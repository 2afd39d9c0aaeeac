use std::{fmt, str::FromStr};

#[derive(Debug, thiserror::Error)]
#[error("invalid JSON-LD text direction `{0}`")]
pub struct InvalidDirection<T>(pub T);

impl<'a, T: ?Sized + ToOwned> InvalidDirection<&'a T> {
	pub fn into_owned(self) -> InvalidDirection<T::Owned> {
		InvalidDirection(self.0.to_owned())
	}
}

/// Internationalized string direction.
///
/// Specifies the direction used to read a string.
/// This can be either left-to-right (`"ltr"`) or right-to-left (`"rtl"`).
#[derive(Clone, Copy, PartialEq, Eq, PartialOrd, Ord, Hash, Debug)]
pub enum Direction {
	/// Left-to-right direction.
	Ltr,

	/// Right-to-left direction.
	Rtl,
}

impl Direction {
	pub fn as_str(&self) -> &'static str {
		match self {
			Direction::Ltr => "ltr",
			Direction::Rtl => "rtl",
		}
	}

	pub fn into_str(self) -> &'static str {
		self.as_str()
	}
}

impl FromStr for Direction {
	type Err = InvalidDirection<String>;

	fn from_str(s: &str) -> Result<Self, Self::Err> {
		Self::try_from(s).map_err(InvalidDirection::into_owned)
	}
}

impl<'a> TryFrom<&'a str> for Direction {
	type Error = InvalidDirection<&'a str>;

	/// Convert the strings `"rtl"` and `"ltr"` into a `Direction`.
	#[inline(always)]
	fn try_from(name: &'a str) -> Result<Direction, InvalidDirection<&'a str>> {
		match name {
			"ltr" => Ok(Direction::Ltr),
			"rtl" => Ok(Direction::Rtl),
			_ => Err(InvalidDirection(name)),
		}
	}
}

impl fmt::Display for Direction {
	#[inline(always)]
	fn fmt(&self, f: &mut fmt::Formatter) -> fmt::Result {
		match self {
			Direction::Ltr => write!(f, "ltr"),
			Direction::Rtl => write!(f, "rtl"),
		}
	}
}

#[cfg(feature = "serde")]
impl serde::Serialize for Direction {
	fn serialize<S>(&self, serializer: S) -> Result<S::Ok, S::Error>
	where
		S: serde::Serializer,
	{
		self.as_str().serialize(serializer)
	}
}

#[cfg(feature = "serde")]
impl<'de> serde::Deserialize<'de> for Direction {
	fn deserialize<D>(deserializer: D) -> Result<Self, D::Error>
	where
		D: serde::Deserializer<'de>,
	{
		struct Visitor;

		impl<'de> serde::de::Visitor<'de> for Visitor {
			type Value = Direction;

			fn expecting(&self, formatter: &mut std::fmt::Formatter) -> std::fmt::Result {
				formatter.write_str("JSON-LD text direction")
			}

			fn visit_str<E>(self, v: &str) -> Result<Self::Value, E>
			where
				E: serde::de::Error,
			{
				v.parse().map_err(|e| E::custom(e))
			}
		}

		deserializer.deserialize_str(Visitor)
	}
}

==============================

§ **About this exercise**
Search each line of the entries for the string "impl", then say how many lines have it. Reply with the number only.

§ **Expected output**
8